## What is needed
In the records below, find each line with the word "truncate" and copy it.

## Excerpted records
# # #
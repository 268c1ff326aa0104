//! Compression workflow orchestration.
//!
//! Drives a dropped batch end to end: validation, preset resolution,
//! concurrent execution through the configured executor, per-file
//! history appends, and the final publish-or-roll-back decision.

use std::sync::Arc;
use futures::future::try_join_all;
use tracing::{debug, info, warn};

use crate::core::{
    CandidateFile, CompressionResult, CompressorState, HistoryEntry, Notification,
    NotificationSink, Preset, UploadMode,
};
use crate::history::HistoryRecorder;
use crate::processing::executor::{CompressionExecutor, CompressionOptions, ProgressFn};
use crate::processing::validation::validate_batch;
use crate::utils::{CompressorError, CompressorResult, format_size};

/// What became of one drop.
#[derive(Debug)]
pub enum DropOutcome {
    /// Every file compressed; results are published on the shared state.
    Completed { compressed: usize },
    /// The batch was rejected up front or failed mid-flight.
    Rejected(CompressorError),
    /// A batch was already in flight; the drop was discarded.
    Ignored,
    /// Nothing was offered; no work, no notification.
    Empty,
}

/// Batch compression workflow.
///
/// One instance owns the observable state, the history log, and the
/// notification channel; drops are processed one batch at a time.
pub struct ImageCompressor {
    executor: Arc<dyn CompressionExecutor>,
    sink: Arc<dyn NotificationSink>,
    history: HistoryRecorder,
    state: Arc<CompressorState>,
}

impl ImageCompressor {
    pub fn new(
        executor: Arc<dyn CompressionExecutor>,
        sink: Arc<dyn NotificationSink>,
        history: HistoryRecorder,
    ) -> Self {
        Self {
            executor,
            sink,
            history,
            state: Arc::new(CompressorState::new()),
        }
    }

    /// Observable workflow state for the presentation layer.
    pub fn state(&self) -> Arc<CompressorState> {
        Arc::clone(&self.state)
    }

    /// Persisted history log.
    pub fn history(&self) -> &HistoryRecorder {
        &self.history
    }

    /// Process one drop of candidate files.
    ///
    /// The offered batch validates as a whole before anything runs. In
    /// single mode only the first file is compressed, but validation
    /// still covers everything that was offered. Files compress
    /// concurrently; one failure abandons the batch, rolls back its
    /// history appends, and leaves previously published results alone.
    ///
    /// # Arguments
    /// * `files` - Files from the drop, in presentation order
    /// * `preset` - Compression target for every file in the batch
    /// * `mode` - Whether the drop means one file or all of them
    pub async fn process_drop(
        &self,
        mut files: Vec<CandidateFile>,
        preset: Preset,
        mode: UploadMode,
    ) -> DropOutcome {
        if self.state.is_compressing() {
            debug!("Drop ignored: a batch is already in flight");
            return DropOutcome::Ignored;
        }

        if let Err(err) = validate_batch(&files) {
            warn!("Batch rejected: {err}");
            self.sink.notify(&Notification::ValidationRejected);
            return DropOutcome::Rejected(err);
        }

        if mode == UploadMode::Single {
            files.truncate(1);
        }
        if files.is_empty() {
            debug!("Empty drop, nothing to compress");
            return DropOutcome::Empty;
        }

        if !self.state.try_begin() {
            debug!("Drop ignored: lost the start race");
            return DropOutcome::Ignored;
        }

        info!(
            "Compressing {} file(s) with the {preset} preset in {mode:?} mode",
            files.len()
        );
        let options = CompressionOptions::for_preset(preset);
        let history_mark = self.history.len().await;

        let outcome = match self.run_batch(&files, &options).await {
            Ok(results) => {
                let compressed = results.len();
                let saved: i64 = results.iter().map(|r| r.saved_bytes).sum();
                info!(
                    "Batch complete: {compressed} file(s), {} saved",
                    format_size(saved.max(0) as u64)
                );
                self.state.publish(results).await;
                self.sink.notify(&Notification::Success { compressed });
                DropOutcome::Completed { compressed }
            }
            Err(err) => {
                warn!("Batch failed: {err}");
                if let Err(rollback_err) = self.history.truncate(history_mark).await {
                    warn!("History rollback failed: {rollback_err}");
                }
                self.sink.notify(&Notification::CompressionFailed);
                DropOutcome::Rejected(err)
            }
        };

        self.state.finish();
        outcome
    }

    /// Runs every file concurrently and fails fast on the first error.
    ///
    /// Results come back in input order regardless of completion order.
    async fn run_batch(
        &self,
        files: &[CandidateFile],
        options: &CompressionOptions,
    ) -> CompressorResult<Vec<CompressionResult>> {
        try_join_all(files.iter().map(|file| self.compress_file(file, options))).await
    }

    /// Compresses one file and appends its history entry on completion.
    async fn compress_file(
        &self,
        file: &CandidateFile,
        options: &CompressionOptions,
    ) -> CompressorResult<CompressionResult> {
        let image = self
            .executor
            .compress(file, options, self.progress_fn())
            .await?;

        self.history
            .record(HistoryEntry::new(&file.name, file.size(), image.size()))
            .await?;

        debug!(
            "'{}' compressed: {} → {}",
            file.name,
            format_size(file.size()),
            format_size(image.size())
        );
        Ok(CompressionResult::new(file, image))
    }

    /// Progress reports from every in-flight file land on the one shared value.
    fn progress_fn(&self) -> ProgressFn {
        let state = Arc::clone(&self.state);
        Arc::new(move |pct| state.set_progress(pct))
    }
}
# # #
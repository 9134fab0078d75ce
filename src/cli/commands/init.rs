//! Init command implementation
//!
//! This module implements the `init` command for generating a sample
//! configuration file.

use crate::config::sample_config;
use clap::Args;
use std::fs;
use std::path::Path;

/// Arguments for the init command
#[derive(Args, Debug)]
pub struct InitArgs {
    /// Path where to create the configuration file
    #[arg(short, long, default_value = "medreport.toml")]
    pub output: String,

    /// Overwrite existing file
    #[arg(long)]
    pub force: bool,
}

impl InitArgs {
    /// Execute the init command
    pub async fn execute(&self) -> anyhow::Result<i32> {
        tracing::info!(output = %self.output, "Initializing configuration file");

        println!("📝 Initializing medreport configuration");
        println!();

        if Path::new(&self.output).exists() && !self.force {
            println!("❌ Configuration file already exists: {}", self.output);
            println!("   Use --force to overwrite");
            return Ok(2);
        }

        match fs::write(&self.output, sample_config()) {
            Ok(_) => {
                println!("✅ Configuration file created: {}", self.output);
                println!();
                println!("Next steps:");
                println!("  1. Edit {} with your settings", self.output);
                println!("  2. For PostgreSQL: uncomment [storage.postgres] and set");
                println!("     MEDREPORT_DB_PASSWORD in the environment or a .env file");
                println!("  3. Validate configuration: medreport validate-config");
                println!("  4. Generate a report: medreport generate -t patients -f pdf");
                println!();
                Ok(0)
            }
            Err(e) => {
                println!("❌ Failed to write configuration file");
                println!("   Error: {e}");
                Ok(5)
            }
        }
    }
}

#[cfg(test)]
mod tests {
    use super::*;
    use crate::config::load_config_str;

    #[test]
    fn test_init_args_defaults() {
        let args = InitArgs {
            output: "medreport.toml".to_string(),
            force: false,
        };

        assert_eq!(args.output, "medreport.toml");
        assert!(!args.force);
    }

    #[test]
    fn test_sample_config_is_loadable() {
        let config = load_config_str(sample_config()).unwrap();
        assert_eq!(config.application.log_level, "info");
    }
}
# # #
## Your solution
            files.truncate(1);
                if let Err(rollback_err) = self.history.truncate(history_mark).await {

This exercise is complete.